Lo que casi nadie sabe es que el corazón también tiene neuronas y que la información que contiene, pasa por cada órgano creando emociones y enfermedad. No nos olvidemos, que debe la mente estar al servicio del corazón y no su contrario, sólo hay que mirar el mundo.

La presencia de Brad Pitt, que llegó el jueves acompañando a su amiga y pareja -por este orden-, fue un excelente símbolo para el inconsciente colectivo de los hombres. Dejándole en todo momento el protagonismo a ella, dijo sin palabras que se puede ser guapo, alto, rico, macho y apoyar, respetar y dejar que sea la mujer la que ocupe el lugar de liderazgo que le pertenece. Eso solo lo pueden hacer los hombres valientes. Recibieron de manos de ésta que suscribe el editorial, una hucha de la ONG “niños que ayudan a niños” con los nombres de sus 6 hijos. “Los niños del primer mundo ahorran su dinero, para ayudar a los niños pobres”, les dije. Los dos muy presentes, escuchaban con atención.
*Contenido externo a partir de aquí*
impl<S> HttpConnection<S>
where
    S: AsyncRead + AsyncWrite + Unpin,
{
    /// Wrap a stream.
    pub fn new(stream: S, max_body_bytes: usize) -> Self {
        Self {
            stream,
            buffer: Vec::with_capacity(1024),
            max_body_bytes,
        }
    }

    /// Read the next request.
    ///
    /// Returns `Ok(None)` when the peer closes cleanly between requests.
    pub async fn read_request(&mut self) -> Result<Option<Request<Vec<u8>>>, HttpError> {
        let head = loop {
            if let Some(head) = parse_head(&self.buffer)? {
                break head;
            }
            let room = (MAX_HEADER_BYTES + 1).saturating_sub(self.buffer.len());
            if room == 0 {
                return Err(HttpError::HeadersTooLarge(MAX_HEADER_BYTES));
            }
            if self.fill(room).await? == 0 {
                return if self.buffer.is_empty() {
                    Ok(None)
                } else {
                    Err(HttpError::UnexpectedEof)
                };
            }
        };

        if head.len > MAX_HEADER_BYTES {
            return Err(HttpError::HeadersTooLarge(MAX_HEADER_BYTES));
        }

        if head.content_length > self.max_body_bytes {
            return Err(HttpError::BodyTooLarge {
                actual: head.content_length,
                limit: self.max_body_bytes,
            });
        }

        let end = head.len + head.content_length;
        while self.buffer.len() < end {
            if self.fill(end - self.buffer.len()).await? == 0 {
                return Err(HttpError::UnexpectedEof);
            }
        }

        let body = self.buffer[head.len..end].to_vec();
        self.buffer.drain(..end);

        Ok(Some(head.builder.body(body)?))
    }

    /// Write a response. `Content-Length` is always set from the body.
    pub async fn write_response(&mut self, response: &Response<Vec<u8>>) -> Result<(), HttpError> {
        let status = response.status();
        let body = response.body();

        let mut out = Vec::with_capacity(256 + body.len());
        out.extend_from_slice(
            format!(
                "HTTP/1.1 {} {}\r\n",
                status.as_str(),
                status.canonical_reason().unwrap_or("")
            )
            .as_bytes(),
        );
        for (name, value) in response.headers() {
            if *name == CONTENT_LENGTH {
                continue;
            }
            out.extend_from_slice(name.as_str().as_bytes());
            out.extend_from_slice(b": ");
            out.extend_from_slice(value.as_bytes());
            out.extend_from_slice(b"\r\n");
        }
        out.extend_from_slice(format!("content-length: {}\r\n\r\n", body.len()).as_bytes());
        out.extend_from_slice(body);

        self.stream.write_all(&out).await?;
        self.stream.flush().await?;
        Ok(())
    }

    /// Read at most `limit` more bytes into the buffer.
    async fn fill(&mut self, limit: usize) -> Result<usize, HttpError> {
        let limit = limit.min(READ_CHUNK);
        self.buffer.reserve(limit);
        let mut stream = (&mut self.stream).take(limit as u64);
        Ok(stream.read_buf(&mut self.buffer).await?)
    }
}
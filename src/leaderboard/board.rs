//! Score Board
//!
//! Shared in-memory collection of score entries.
//!
//! Storage is append-only and kept in insertion order. Ranked reads copy a
//! snapshot under the read lock and sort it outside the lock, so readers never
//! reorder storage and never block writers for longer than the copy.

use std::cmp::Ordering;

use chrono::{Local, NaiveDateTime, SubsecRound};
use tokio::sync::RwLock;
use tracing::debug;

use crate::leaderboard::entry::{ScoreEntry, ScoreSubmission};

/// Append-only leaderboard with top-N retrieval.
#[derive(Debug, Default)]
pub struct ScoreBoard {
    entries: RwLock<Vec<ScoreEntry>>,
}

impl ScoreBoard {
    /// Create an empty board.
    pub fn new() -> Self {
        Self::default()
    }

    /// Store a submission, timestamped with the local clock.
    pub async fn submit(&self, submission: ScoreSubmission) -> ScoreEntry {
        let now = Local::now().naive_local().trunc_subsecs(6);
        self.submit_at(submission, now).await
    }

    /// Store a submission with an explicit insertion time.
    pub(crate) async fn submit_at(&self, submission: ScoreSubmission, timestamp: NaiveDateTime) -> ScoreEntry {
        let entry = ScoreEntry::from_submission(submission, timestamp);

        let mut entries = self.entries.write().await;
        entries.push(entry.clone());
        debug!(total = entries.len(), "score stored");

        entry
    }

    /// The `n` highest-scoring entries, best first.
    ///
    /// Equal scores keep submission order. Entries without a score come last.
    pub async fn top(&self, n: usize) -> Vec<ScoreEntry> {
        if n == 0 {
            return Vec::new();
        }

        let mut snapshot = self.entries.read().await.clone();

        // Stable: ties stay in insertion order.
        snapshot.sort_by(|a, b| {
            b.rank_key()
                .partial_cmp(&a.rank_key())
                .unwrap_or(Ordering::Equal)
        });
        snapshot.truncate(n);
        snapshot
    }

    /// Number of stored entries.
    pub async fn len(&self) -> usize {
        self.entries.read().await.len()
    }

    /// Whether nothing has been submitted yet.
    pub async fn is_empty(&self) -> bool {
        self.entries.read().await.is_empty()
    }
}
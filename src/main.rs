//! Quiz Leaderboard Server
//!
//! Serves the in-memory leaderboard until Ctrl-C.

use std::sync::Arc;

use anyhow::Context;
use tracing::info;
use tracing_subscriber::{EnvFilter, FmtSubscriber};

use quiz_leaderboard::{LeaderboardServer, ServerConfig, VERSION};

#[tokio::main]
async fn main() -> anyhow::Result<()> {
    // Initialize logging
    let filter = EnvFilter::try_from_default_env().unwrap_or_else(|_| EnvFilter::new("info"));
    let subscriber = FmtSubscriber::builder().with_env_filter(filter).finish();
    tracing::subscriber::set_global_default(subscriber)
        .context("Failed to set tracing subscriber")?;

    info!("Quiz Leaderboard Server v{}", VERSION);

    let config = ServerConfig::from_env().context("Invalid configuration")?;
    info!("Bind address: {}", config.bind_addr);
    info!("Top-N: {}", config.top_n);
    info!("Max connections: {}", config.max_connections);

    let server = Arc::new(LeaderboardServer::new(config)?);

    let signal_server = server.clone();
    tokio::spawn(async move {
        if tokio::signal::ctrl_c().await.is_ok() {
            info!("Ctrl-C received, shutting down");
            signal_server.shutdown();
        }
    });

    server.run().await?;
    info!("Server stopped with {} entries on the board", server.board().len().await);

    Ok(())
}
Son nuestros hijos los que más necesitan ser rescatados de sus vidas consumistas y distraídas, por sus hermanos menos favorecidos, del mismo modo que son las mujeres violadas y maltratadas las que nos permiten crecer como sociedad en su empeño de justicia. Es el momento de actuar: cuando las mujeres cambien, el mundo cambiará.